───── Data provided

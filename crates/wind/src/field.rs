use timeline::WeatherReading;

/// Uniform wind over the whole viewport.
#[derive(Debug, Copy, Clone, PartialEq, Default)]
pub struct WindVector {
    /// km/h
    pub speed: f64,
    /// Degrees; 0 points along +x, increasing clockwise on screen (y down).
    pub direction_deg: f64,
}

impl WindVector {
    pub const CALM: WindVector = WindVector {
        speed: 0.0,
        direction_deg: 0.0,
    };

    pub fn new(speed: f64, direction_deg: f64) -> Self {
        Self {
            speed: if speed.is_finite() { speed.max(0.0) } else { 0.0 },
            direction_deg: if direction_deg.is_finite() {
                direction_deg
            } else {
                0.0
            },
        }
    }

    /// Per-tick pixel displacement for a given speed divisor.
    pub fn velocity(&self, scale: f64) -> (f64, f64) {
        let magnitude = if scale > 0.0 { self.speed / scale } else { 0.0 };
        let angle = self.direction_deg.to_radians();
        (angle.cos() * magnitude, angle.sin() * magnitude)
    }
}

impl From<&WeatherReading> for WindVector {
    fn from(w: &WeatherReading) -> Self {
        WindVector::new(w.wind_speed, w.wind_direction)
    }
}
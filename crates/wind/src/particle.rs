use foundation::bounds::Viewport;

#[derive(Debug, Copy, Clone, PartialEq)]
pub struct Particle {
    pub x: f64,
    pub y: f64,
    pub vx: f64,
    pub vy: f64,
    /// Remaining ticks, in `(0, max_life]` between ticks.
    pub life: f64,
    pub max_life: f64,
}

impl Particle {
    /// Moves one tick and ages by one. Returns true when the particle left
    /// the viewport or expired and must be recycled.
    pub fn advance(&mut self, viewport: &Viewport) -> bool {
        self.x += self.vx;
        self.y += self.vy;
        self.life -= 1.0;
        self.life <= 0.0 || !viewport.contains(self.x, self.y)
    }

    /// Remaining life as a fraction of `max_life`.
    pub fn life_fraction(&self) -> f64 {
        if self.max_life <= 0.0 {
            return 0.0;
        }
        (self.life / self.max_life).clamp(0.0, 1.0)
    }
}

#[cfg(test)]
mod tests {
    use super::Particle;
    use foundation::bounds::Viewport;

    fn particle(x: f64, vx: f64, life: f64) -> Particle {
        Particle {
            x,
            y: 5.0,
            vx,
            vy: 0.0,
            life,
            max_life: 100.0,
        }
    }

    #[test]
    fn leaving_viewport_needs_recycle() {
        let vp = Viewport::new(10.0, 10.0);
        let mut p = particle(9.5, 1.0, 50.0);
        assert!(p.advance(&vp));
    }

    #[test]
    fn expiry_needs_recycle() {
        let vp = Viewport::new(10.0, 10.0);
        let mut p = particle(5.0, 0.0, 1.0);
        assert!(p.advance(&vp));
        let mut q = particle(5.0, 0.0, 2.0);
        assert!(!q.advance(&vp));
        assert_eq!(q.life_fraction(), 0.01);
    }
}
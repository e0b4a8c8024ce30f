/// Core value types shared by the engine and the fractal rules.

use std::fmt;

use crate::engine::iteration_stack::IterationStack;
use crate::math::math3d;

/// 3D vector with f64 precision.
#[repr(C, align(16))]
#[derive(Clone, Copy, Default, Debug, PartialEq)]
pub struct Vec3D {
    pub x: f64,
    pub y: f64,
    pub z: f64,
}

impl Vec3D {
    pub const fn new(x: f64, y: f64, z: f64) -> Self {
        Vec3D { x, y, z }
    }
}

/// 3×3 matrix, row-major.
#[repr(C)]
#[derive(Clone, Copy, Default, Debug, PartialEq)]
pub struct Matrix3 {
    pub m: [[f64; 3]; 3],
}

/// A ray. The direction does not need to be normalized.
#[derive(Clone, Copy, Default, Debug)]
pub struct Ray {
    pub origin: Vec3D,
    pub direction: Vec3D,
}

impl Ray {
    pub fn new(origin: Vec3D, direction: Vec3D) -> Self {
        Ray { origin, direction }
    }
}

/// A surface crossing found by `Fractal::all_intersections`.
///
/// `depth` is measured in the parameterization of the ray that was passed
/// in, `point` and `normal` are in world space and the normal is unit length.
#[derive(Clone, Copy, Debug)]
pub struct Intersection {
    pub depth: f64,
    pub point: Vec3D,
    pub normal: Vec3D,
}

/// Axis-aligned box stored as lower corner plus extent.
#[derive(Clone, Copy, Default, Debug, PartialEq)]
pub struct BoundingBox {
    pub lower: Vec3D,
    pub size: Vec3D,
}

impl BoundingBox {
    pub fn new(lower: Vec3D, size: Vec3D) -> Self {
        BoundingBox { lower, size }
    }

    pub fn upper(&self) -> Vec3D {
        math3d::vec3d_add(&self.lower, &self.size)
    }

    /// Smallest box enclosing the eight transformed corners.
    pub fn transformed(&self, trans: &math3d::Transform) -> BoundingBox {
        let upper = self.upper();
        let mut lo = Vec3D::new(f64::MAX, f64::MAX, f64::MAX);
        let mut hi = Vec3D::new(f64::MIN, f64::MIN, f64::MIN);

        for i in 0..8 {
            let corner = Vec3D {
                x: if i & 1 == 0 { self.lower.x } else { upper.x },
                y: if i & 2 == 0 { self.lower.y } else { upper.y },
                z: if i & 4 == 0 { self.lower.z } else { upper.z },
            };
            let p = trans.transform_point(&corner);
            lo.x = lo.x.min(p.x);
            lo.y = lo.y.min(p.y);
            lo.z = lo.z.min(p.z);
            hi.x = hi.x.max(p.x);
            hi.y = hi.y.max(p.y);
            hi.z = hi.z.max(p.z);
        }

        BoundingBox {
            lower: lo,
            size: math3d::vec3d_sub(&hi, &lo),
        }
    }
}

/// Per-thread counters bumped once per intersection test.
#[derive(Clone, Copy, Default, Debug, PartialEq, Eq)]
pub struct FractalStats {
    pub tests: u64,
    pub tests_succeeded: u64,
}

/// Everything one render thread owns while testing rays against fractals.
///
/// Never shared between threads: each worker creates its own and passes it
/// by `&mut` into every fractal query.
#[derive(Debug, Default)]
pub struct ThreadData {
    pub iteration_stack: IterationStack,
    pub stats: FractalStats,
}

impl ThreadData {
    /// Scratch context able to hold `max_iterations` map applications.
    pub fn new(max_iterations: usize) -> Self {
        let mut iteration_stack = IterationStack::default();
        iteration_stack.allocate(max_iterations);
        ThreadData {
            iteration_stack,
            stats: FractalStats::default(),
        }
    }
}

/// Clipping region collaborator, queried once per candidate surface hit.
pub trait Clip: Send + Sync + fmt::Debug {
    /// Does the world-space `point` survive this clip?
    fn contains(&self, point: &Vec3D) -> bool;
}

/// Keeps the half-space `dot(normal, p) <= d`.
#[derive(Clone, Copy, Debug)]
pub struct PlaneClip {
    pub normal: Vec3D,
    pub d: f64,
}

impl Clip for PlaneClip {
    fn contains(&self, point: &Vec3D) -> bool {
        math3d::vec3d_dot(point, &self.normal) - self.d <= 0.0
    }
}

──────────
───── Data provided

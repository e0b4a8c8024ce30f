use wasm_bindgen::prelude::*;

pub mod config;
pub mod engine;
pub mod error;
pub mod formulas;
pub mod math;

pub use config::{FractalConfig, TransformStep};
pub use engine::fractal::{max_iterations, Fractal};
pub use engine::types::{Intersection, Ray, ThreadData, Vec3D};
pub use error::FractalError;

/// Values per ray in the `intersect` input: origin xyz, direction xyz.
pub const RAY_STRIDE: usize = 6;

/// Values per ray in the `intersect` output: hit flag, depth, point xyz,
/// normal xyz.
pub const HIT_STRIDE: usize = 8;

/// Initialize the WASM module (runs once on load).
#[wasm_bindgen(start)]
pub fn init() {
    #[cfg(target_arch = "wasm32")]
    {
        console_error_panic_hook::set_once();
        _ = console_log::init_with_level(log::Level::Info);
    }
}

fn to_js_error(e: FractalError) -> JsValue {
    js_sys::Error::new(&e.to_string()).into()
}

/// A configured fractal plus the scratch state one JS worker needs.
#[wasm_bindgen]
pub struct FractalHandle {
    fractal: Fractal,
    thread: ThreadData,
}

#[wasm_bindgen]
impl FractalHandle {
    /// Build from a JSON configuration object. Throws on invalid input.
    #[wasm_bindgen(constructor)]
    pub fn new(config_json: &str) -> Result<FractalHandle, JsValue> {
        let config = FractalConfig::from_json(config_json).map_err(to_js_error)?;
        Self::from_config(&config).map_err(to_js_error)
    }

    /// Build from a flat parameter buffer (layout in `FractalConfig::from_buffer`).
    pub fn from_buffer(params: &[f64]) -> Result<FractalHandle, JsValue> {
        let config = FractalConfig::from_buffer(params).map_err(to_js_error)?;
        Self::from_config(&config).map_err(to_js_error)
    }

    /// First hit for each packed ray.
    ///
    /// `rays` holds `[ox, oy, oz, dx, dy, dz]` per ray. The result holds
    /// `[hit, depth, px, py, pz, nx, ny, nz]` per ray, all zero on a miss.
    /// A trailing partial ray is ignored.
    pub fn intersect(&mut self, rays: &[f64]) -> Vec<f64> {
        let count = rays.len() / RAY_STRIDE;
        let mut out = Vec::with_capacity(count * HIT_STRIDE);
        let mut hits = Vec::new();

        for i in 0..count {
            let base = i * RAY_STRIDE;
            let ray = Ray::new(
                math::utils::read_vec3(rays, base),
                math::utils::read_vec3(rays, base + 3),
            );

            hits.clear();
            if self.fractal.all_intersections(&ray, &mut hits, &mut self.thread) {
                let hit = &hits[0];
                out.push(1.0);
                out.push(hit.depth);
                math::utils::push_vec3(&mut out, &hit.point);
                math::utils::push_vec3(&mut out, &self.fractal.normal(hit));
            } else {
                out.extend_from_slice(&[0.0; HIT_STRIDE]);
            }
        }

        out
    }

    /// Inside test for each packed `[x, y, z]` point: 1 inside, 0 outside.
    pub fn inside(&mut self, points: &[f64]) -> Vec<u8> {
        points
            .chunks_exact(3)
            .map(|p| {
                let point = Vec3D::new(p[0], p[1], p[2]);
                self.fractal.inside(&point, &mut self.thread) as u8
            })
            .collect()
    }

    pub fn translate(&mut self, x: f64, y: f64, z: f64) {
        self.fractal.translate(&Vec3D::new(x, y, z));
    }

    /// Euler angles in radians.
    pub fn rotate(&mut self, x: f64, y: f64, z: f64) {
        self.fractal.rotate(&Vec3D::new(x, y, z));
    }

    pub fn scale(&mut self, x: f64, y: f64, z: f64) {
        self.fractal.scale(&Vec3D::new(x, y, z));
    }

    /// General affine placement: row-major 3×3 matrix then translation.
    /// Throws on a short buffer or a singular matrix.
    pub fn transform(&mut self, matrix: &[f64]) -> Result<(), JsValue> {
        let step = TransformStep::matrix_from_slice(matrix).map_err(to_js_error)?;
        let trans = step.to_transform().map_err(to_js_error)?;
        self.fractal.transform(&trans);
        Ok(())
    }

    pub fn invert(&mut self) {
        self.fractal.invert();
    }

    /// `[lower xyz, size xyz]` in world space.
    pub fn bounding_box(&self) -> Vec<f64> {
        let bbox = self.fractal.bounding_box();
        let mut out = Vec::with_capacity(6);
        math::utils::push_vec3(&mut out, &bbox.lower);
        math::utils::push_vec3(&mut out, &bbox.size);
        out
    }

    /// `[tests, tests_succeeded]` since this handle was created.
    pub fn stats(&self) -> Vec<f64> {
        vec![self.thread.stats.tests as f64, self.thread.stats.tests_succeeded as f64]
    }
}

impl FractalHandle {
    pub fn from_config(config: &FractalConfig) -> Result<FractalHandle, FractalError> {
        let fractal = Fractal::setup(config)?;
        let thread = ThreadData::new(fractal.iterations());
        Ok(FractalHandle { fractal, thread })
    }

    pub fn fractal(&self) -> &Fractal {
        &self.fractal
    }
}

──────────
───── Data provided

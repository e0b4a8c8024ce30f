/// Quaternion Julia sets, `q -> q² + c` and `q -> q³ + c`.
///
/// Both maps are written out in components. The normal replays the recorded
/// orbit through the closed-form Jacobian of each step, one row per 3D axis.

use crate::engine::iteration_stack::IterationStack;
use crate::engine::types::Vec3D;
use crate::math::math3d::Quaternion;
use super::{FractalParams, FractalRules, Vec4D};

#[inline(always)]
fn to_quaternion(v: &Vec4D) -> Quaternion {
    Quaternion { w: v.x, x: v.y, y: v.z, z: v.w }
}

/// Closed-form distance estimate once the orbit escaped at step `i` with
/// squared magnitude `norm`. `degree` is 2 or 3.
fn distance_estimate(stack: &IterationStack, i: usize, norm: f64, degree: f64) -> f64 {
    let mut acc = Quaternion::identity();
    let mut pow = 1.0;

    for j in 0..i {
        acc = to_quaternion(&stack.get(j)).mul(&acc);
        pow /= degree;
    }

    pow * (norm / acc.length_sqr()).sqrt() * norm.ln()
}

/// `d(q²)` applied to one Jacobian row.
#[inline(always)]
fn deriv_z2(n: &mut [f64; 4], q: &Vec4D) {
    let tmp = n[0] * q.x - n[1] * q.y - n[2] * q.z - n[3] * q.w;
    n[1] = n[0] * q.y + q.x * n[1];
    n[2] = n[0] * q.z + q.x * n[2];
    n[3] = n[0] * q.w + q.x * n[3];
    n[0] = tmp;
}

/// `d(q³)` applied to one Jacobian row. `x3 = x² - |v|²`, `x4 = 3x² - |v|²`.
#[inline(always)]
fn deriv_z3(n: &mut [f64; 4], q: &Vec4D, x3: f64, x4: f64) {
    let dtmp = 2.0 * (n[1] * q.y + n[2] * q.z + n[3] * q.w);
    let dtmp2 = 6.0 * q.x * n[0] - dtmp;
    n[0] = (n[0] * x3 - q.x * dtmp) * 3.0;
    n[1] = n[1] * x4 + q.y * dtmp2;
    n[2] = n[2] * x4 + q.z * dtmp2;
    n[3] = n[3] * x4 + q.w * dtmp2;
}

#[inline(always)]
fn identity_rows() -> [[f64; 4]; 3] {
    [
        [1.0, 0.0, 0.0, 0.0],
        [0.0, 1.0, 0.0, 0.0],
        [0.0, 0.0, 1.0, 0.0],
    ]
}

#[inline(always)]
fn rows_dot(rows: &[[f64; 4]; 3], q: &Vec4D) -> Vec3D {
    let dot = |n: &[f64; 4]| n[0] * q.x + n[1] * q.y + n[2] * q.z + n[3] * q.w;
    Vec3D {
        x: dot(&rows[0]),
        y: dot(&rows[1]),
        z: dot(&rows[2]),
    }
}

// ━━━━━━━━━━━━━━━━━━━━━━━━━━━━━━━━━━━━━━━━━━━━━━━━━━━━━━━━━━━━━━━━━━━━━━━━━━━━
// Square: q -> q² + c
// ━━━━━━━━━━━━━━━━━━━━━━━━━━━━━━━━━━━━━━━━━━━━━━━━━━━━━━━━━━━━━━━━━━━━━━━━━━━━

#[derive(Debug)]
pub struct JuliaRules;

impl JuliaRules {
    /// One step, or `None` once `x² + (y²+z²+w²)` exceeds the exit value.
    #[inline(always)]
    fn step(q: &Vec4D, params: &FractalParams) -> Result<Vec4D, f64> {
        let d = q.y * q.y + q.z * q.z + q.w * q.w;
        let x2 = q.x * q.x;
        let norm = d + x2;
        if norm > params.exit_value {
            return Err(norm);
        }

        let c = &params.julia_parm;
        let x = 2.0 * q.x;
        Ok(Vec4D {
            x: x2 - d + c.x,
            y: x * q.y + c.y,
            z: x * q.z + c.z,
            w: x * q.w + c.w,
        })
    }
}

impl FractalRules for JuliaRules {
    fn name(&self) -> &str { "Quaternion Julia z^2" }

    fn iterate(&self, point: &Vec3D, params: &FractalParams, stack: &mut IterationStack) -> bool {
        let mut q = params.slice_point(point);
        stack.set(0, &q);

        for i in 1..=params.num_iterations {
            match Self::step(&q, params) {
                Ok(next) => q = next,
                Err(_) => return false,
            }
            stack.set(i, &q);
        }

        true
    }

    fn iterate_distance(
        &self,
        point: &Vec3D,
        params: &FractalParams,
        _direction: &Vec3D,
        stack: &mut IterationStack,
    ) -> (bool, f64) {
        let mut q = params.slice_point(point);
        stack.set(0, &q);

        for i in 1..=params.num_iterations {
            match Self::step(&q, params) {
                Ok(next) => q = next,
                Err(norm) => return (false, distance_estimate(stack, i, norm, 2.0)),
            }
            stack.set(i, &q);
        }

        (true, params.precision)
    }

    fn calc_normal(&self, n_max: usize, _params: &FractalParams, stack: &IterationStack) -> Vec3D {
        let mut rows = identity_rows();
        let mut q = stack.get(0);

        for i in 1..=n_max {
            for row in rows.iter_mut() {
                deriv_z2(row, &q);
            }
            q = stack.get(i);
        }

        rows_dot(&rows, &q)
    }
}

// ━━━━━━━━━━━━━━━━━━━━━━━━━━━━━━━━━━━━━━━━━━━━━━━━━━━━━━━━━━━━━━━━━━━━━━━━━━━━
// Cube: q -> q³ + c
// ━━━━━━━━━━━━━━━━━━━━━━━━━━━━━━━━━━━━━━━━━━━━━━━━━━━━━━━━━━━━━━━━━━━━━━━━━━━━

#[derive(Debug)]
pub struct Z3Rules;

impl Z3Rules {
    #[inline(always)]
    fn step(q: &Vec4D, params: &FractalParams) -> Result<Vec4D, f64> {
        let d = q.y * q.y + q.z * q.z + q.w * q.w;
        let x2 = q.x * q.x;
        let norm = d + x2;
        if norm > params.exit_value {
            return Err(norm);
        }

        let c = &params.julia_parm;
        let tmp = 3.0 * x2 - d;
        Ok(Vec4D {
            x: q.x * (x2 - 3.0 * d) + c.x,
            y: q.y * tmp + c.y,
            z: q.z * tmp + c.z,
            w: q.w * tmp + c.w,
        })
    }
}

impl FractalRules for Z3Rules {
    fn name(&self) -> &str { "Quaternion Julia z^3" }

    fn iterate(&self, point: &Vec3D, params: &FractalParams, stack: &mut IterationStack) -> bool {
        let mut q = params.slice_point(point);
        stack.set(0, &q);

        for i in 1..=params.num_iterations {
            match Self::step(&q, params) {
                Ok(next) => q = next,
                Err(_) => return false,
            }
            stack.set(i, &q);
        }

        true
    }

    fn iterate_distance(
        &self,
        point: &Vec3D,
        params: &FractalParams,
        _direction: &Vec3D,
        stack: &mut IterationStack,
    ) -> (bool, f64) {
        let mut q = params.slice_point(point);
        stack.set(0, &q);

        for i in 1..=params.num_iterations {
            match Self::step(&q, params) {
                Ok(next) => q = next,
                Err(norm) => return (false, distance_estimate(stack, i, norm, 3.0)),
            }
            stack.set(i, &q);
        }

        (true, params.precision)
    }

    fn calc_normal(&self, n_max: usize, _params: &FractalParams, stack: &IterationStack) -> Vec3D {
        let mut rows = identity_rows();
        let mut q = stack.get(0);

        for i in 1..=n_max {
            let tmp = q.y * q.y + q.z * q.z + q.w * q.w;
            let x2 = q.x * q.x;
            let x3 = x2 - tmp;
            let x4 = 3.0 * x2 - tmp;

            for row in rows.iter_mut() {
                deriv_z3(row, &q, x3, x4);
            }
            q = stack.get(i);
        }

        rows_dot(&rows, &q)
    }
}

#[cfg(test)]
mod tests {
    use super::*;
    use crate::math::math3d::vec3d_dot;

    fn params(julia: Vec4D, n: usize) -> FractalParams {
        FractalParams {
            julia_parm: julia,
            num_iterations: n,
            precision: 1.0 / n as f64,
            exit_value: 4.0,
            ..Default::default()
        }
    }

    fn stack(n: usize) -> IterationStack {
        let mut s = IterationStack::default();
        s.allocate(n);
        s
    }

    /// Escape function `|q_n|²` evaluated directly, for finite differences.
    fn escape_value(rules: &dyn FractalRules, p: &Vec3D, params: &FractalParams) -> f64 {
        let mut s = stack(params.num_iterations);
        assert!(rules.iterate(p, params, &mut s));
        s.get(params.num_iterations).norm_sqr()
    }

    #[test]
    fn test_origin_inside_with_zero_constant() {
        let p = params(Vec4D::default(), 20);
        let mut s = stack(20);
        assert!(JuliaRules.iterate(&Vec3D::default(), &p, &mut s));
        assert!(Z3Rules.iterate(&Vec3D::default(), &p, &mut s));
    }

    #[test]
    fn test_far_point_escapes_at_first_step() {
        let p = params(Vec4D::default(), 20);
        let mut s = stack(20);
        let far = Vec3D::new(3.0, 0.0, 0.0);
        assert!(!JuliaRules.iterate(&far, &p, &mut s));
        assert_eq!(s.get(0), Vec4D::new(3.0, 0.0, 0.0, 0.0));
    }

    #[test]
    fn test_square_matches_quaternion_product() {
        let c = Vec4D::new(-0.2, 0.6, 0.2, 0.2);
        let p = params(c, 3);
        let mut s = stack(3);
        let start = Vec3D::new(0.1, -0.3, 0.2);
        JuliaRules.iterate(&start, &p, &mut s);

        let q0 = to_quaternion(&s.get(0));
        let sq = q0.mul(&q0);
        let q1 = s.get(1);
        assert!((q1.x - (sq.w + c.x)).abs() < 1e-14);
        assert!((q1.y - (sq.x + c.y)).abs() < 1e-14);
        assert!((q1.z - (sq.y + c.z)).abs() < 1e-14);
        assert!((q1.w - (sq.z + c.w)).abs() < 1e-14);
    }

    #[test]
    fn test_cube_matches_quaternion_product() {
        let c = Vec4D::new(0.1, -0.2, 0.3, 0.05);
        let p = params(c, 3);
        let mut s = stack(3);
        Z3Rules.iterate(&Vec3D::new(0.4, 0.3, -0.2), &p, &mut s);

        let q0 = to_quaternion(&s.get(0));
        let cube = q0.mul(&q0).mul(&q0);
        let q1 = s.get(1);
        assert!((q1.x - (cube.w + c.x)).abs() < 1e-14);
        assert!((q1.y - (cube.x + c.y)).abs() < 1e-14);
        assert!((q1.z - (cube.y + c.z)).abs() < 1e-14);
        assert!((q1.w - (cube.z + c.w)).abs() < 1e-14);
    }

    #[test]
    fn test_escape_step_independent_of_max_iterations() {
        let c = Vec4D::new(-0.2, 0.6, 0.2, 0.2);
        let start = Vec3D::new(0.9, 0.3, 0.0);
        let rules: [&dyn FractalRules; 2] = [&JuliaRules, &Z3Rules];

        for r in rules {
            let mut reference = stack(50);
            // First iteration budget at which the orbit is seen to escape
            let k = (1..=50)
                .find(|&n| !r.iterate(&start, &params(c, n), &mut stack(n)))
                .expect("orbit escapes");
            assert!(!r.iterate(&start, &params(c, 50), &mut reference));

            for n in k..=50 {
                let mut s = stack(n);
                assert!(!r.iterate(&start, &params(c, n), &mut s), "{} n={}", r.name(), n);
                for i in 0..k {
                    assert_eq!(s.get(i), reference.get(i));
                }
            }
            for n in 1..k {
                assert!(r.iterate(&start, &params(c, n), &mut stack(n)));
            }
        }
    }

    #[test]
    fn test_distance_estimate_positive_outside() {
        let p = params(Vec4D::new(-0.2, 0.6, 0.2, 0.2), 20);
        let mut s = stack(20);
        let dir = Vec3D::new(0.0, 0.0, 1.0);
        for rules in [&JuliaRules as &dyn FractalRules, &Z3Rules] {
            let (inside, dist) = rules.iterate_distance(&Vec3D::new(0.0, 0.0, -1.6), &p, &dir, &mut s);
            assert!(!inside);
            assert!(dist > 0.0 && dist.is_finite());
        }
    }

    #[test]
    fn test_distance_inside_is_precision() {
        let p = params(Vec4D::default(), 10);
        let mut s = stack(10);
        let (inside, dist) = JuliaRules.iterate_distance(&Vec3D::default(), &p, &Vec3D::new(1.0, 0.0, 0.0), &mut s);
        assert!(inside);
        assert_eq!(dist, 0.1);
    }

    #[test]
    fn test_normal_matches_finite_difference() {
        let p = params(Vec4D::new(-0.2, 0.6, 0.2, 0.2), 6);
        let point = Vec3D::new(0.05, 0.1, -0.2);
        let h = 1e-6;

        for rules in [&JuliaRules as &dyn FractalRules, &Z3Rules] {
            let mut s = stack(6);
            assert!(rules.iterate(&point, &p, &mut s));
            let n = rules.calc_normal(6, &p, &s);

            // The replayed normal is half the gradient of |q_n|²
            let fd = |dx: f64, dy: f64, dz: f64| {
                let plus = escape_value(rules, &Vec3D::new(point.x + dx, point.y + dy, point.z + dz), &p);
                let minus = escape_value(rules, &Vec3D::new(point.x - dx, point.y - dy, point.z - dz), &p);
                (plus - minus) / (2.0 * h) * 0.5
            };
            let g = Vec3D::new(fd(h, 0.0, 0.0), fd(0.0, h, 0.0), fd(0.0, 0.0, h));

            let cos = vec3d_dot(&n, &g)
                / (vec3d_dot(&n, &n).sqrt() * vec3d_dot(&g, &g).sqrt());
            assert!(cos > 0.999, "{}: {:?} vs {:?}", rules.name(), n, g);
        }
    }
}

──────────

Look through the material above and print exactly the lines from the one containing "assert!((q1.x - (sq.w" to the one containing "for r in rules", both included, and nothing more.

Answer to this exercise:
        assert!((q1.x - (sq.w + c.x)).abs() < 1e-14);
        assert!((q1.y - (sq.x + c.y)).abs() < 1e-14);
        assert!((q1.z - (sq.y + c.z)).abs() < 1e-14);
        assert!((q1.w - (sq.z + c.w)).abs() < 1e-14);
    }

    #[test]
    fn test_cube_matches_quaternion_product() {
        let c = Vec4D::new(0.1, -0.2, 0.3, 0.05);
        let p = params(c, 3);
        let mut s = stack(3);
        Z3Rules.iterate(&Vec3D::new(0.4, 0.3, -0.2), &p, &mut s);

        let q0 = to_quaternion(&s.get(0));
        let cube = q0.mul(&q0).mul(&q0);
        let q1 = s.get(1);
        assert!((q1.x - (cube.w + c.x)).abs() < 1e-14);
        assert!((q1.y - (cube.x + c.y)).abs() < 1e-14);
        assert!((q1.z - (cube.y + c.z)).abs() < 1e-14);
        assert!((q1.w - (cube.z + c.w)).abs() < 1e-14);
    }

    #[test]
    fn test_escape_step_independent_of_max_iterations() {
        let c = Vec4D::new(-0.2, 0.6, 0.2, 0.2);
        let start = Vec3D::new(0.9, 0.3, 0.0);
        let rules: [&dyn FractalRules; 2] = [&JuliaRules, &Z3Rules];

        for r in rules {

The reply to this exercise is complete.